Activity:
Look for "EdDSA" in every line of the listing. Copy the lines that have it.

----------------

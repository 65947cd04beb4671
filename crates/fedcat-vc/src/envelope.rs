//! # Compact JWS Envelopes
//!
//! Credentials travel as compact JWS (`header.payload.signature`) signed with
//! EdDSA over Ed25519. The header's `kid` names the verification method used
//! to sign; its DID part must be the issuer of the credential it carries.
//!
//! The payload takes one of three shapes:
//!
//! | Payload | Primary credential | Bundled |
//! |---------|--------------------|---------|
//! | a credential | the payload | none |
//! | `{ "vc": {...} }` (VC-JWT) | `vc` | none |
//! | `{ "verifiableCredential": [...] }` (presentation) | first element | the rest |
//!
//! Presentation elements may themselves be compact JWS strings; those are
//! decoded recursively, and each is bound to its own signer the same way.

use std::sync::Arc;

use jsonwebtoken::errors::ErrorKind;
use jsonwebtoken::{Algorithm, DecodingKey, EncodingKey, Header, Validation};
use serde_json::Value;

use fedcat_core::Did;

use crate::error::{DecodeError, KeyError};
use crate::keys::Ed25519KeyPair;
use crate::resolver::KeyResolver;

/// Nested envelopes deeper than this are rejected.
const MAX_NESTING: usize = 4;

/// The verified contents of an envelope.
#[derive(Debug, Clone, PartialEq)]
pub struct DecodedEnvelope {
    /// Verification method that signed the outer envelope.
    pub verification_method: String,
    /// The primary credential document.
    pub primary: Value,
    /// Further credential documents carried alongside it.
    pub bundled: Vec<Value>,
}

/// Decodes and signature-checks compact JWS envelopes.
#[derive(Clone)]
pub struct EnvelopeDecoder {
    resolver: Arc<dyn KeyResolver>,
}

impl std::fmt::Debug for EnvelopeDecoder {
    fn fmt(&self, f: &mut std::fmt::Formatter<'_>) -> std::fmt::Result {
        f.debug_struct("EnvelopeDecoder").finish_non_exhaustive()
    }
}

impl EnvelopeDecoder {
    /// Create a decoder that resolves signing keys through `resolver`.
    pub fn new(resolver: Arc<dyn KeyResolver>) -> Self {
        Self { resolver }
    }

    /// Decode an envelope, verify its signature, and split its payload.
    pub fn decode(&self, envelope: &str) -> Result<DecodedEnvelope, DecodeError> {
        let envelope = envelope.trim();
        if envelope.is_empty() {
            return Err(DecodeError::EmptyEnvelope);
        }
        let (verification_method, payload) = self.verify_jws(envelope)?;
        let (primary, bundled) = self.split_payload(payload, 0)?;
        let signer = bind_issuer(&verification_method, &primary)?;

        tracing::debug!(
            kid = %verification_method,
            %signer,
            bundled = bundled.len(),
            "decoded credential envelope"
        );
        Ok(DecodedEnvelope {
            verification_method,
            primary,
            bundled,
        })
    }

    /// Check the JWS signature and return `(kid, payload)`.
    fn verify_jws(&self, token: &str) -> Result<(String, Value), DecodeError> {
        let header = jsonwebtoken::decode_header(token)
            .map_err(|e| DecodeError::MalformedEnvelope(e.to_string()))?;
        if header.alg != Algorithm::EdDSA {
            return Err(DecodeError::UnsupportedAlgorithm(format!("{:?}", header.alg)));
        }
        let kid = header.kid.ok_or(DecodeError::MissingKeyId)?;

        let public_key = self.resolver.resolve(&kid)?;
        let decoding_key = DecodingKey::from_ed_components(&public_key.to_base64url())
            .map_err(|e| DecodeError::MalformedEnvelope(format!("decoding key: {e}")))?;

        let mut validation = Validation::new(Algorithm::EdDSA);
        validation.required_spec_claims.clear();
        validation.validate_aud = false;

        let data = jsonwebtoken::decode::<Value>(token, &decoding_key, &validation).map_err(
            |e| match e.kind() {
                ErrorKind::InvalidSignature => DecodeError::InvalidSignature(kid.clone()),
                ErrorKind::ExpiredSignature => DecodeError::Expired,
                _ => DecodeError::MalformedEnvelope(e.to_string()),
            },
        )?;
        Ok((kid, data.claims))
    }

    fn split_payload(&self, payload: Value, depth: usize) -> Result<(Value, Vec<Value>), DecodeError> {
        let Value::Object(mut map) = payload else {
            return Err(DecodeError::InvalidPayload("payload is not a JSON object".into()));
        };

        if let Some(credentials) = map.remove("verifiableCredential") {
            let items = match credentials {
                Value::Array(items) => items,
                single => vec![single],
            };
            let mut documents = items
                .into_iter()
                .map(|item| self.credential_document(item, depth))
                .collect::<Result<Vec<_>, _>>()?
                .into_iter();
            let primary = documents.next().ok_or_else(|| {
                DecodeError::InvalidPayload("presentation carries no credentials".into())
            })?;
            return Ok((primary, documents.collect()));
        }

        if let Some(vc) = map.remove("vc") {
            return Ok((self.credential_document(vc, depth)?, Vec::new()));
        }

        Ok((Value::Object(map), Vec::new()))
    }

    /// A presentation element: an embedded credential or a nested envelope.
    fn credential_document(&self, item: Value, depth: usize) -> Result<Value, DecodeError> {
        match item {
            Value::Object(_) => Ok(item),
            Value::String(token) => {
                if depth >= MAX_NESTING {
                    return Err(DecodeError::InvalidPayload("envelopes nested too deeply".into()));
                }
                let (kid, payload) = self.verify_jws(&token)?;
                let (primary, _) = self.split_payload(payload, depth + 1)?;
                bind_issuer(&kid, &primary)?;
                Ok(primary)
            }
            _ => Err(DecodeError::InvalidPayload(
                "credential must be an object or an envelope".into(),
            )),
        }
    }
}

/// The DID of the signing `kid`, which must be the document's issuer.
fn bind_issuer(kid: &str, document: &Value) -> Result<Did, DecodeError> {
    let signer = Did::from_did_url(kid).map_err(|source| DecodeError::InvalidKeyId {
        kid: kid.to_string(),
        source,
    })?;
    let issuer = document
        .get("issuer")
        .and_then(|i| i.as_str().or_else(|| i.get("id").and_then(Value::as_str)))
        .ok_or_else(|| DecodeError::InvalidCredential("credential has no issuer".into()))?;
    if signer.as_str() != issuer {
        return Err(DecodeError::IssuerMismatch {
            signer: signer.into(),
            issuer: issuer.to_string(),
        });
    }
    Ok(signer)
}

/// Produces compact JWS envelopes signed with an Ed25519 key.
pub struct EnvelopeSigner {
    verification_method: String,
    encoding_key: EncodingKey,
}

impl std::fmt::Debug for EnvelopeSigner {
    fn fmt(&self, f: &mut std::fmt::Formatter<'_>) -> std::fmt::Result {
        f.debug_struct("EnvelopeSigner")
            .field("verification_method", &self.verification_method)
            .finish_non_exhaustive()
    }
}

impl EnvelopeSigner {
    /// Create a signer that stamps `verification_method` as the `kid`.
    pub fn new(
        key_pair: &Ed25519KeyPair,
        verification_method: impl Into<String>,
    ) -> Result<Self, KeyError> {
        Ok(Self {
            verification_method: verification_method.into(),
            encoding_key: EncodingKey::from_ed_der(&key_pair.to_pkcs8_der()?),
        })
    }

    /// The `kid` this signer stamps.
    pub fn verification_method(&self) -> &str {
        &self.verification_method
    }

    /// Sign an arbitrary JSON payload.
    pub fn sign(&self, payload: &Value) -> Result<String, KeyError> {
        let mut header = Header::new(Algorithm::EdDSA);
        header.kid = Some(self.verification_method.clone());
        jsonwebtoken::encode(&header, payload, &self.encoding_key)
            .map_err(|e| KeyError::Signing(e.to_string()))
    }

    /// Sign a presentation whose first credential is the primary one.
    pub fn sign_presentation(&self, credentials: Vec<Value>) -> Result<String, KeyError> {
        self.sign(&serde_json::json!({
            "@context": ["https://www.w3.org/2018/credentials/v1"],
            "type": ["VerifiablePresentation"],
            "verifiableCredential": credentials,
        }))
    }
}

----------------

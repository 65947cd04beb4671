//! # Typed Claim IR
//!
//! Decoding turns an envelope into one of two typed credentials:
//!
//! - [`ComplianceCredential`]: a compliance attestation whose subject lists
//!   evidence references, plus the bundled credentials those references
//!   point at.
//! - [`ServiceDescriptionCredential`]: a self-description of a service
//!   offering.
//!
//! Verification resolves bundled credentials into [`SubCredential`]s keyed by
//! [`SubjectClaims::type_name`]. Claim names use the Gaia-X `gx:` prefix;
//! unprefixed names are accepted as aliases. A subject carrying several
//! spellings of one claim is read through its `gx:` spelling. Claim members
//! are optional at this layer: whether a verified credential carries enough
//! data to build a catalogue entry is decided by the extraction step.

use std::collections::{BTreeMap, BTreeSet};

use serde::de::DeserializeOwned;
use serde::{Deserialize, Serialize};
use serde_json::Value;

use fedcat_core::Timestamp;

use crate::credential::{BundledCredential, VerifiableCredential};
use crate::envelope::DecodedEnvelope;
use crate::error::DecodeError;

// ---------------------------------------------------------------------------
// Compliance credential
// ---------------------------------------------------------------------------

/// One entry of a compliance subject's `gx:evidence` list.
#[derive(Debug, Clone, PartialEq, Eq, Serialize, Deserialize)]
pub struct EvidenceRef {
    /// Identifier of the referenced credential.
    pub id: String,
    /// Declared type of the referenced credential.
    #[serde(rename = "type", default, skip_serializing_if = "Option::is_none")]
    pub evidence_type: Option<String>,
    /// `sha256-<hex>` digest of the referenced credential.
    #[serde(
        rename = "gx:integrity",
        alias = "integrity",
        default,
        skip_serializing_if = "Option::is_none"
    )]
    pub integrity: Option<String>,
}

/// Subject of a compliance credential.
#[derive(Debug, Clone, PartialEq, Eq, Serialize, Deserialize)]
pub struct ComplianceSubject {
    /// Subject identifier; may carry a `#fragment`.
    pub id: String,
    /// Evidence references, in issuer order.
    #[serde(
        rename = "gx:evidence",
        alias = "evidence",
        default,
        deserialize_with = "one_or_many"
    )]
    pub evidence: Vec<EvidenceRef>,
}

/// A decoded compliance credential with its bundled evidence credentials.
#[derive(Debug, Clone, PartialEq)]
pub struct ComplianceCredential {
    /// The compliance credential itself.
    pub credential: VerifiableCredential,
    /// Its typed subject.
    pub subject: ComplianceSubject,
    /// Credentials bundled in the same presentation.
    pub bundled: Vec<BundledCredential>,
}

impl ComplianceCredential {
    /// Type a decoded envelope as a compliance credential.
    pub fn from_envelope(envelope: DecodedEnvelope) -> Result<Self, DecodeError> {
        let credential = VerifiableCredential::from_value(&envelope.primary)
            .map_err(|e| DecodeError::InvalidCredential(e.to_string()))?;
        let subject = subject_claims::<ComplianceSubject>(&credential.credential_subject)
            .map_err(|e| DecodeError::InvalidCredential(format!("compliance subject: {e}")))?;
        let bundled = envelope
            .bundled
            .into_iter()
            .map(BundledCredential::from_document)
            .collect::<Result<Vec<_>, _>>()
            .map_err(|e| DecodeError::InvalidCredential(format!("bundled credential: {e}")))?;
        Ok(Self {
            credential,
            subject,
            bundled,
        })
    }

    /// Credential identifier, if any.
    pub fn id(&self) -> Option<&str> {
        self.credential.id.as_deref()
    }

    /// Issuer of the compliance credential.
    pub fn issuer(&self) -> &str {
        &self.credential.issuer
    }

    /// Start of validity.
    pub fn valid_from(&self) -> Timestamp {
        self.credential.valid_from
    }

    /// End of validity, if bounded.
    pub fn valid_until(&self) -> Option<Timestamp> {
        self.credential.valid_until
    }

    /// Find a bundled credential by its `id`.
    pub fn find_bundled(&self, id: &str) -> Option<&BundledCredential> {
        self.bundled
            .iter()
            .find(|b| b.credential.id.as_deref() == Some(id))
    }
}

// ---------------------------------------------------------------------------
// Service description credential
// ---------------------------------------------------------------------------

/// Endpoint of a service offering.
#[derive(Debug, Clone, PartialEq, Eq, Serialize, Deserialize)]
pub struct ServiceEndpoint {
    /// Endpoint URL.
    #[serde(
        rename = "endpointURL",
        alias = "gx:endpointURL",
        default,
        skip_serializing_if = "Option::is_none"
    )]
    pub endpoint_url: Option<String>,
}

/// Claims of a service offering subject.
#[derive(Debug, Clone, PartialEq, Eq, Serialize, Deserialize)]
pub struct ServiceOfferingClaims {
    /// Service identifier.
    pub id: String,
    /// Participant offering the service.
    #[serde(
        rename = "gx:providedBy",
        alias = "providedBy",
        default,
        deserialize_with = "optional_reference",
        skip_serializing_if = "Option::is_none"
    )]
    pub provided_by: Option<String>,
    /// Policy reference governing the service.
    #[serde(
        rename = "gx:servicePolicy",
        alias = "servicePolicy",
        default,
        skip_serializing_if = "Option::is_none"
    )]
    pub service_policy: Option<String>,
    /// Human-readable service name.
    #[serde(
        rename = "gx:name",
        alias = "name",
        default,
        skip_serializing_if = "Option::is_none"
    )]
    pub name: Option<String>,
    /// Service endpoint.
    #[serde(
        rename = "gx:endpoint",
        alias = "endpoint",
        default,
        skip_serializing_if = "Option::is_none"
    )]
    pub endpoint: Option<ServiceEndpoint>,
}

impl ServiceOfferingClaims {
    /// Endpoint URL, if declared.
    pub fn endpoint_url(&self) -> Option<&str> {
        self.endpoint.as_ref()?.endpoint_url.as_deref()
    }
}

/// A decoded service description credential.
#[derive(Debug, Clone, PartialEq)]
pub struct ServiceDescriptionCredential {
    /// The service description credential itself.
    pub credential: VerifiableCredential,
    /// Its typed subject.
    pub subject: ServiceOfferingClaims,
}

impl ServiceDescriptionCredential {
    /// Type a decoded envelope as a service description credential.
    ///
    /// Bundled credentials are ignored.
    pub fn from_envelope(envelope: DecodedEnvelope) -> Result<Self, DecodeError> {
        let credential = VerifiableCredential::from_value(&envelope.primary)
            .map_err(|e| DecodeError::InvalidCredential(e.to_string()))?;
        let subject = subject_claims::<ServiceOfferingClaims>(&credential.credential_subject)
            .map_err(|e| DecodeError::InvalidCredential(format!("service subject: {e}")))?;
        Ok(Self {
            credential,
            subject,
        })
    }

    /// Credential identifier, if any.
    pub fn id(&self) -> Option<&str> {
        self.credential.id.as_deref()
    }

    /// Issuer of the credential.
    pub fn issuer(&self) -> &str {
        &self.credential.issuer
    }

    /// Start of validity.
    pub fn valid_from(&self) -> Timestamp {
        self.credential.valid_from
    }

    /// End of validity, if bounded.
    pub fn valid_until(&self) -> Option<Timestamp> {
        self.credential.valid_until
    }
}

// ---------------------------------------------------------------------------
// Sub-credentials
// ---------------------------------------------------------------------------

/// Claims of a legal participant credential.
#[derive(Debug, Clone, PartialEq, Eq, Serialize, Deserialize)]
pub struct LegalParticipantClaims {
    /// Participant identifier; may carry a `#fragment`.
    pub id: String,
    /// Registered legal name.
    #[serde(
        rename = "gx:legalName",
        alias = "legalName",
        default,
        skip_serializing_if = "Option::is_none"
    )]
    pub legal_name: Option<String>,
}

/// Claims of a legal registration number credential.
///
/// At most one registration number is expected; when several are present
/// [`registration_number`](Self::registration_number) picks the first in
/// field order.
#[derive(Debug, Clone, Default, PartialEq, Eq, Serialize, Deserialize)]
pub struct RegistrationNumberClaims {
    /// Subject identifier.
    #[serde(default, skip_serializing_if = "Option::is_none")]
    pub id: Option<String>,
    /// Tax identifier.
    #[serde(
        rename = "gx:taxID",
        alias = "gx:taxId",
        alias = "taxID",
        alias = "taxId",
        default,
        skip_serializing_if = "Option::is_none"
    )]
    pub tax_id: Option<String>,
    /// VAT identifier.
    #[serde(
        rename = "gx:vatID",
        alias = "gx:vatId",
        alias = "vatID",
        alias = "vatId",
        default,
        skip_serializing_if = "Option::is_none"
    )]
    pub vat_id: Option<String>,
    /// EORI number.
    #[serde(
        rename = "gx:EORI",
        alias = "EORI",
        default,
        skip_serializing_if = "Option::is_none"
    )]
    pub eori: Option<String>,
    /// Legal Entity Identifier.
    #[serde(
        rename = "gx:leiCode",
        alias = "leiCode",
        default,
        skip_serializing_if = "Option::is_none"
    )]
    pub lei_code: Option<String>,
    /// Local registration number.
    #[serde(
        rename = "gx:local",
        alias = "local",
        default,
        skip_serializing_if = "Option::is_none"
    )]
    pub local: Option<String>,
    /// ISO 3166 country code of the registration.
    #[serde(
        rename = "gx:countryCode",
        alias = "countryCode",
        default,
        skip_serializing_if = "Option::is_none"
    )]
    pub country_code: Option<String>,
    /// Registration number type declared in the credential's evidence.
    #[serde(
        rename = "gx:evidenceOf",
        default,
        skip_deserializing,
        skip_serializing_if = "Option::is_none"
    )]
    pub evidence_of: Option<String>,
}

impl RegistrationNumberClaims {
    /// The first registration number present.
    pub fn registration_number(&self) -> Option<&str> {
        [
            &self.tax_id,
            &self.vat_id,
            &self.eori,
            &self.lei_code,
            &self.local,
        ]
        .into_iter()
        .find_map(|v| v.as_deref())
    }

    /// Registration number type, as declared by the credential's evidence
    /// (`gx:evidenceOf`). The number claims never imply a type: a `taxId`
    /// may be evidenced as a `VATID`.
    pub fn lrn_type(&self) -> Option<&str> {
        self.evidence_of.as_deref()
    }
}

----------------

Problem solution:
//! EdDSA over Ed25519. The header's `kid` names the verification method used
        if header.alg != Algorithm::EdDSA {
        let mut validation = Validation::new(Algorithm::EdDSA);
        let mut header = Header::new(Algorithm::EdDSA);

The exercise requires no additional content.